Serum AFP levels correlated with AFP gene expression in liver tumor
Next, we asked whether the presence of tumor markers in the bloodstream was resulted from high expression of these markers by tumors. We compared the expression of CEA, AFP and PSA in tumor tissue with their serum levels. In liver cancer, a strong correlation between AFP gene expression and serum levels was observed (r = 0.72, p = 1.6e-45) (Figure 2A). In colorectal cancer, CEACAM5 expression showed no correlation with its serum levels (r = 0.09, p = 0.25) (Figure 2B). In prostate cancer, KLK3 expression showed significant correlation with PSA levels from the serum of prostate cancer patients (r = -0.21, P = 1.1e-0.5) (Figure 2C). However, the coefficient of Pearson correlation was negative and p value was small, suggesting it may be a result of stochastic cause. These data suggested that high serum AFP in liver cancer patients was caused by re-activation and expression of AFP in liver tumors.

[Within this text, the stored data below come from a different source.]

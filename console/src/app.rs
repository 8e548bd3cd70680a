//! Console front end: line commands and events in, rendered text out
//!
//! Copyright (c) 2025 Mohammad Atashi <mohammadaliatashi@icloud.com>

use std::path::PathBuf;

use log::{debug, info};
use pagesim_core::{Event, Session, SAMPLE_PRESETS};
use pagesim_visualization::view::NavigationView;
use pagesim_visualization::{
    build_results_view, export_graph, render, render_catalog, render_form, render_navigation,
    render_samples, render_status, RenderOptions, StatusView,
};

use crate::command::{Command, HELP};

/// What the caller should do after a command
#[derive(Debug, Clone, PartialEq, Eq)]
pub enum Reply {
    Print(String),
    Redraw,
    Nothing,
    Quit,
}

pub struct Console {
    session: Session,
    options: RenderOptions,
}

impl Console {
    pub fn new(session: Session, options: RenderOptions) -> Self {
        Self { session, options }
    }

    /// Form, results when loaded, and the status line
    pub fn screen(&self) -> String {
        let mut parts = vec![render_form(self.session.form(), &self.options)];
        if let Some(loaded) = self.session.result() {
            let view =
                build_results_view(loaded, self.session.playback(), self.session.active_tab());
            parts.push(render(&view, &self.options));
        }
        let status = self.status();
        if !status.is_empty() {
            parts.push(status);
        }
        parts.join("\n\n")
    }

    fn status(&self) -> String {
        render_status(
            &StatusView {
                loading: self.session.is_loading(),
                notice: self.session.notice().cloned(),
            },
            &self.options,
        )
    }

    /// Apply a completion or tick; returns text to show when anything changed
    pub fn on_event(&mut self, event: Event) -> Option<String> {
        self.session.handle_event(event).then(|| self.screen())
    }

    pub fn execute(&mut self, command: Command) -> Reply {
        debug!("command {command:?}");
        match command {
            Command::Run => {
                self.session.submit();
                Reply::Print(self.status())
            }
            Command::Random => {
                self.session.request_random_input();
                Reply::Print(self.status())
            }
            Command::Frames(frames) => {
                self.session.form_mut().frames = frames;
                Reply::Print(render_form(self.session.form(), &self.options))
            }
            Command::Reference(reference) => {
                self.session.form_mut().reference_string = reference;
                Reply::Print(render_form(self.session.form(), &self.options))
            }
            Command::Toggle(id) => match self.session.form_mut().algorithms.toggle(&id) {
                Some(_) => Reply::Print(render_form(self.session.form(), &self.options)),
                None => Reply::Print(format!("Unknown algorithm '{id}'")),
            },
            Command::Samples => Reply::Print(render_samples(SAMPLE_PRESETS, &self.options)),
            Command::Sample(index) => match SAMPLE_PRESETS.get(index) {
                Some(preset) => {
                    self.session.form_mut().apply_preset(preset);
                    Reply::Print(render_form(self.session.form(), &self.options))
                }
                None => Reply::Print(format!(
                    "No sample {}; there are {}.",
                    index + 1,
                    SAMPLE_PRESETS.len()
                )),
            },
            Command::Algorithms => match self.session.catalog() {
                Some(catalog) => Reply::Print(render_catalog(&catalog.entries(), &self.options)),
                None => Reply::Print("Algorithm information has not loaded.".to_string()),
            },
            Command::Key(key) => {
                if self.session.result().is_none() {
                    Reply::Print("Run a simulation first.".to_string())
                } else if self.session.handle_key(key) {
                    Reply::Redraw
                } else {
                    Reply::Nothing
                }
            }
            Command::Speed(speed) => {
                self.session.set_speed(speed);
                Reply::Print(self.navigation())
            }
            Command::Tab(index) => {
                if self.session.select_tab(index) {
                    Reply::Redraw
                } else {
                    Reply::Print(format!("No step-by-step tab {}", index + 1))
                }
            }
            Command::Save(path) => Reply::Print(self.save(path)),
            Command::Show => Reply::Redraw,
            Command::Help => Reply::Print(HELP.to_string()),
            Command::Quit => Reply::Quit,
            Command::Empty => Reply::Nothing,
        }
    }

    fn navigation(&self) -> String {
        let nav = NavigationView::from_playback(self.session.playback());
        render_navigation(&nav, &self.options)
    }

    fn save(&self, path: Option<PathBuf>) -> String {
        let Some(loaded) = self.session.result() else {
            return "Run a simulation first.".to_string();
        };
        let path = path.unwrap_or_else(|| self.session.config().graph_export_path.clone());
        match export_graph(loaded.response.graph.as_deref(), &path) {
            Ok(()) => {
                info!("comparison graph exported to {}", path.display());
                format!("Saved {}", path.display())
            }
            Err(err) => err.to_string(),
        }
    }
}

To validate these findings, we chose an independent dataset containing a large cohort of samples. Similarly, the expression of AFP were significantly higher in liver cancer than non-tumor liver tissue (t-test: p = 3.78e-24) (Supplement Figure 1). In addition, patients with higher serum AFP levels also had significantly higher AFP expression in the primary liver tumors (t-test: p = 7.92e-23) (Supplement Figure 1). These data confirmed that aberrant high AFP expression was observed in some liver cancer, and it was closely related to the high serum AFP levels in these patients.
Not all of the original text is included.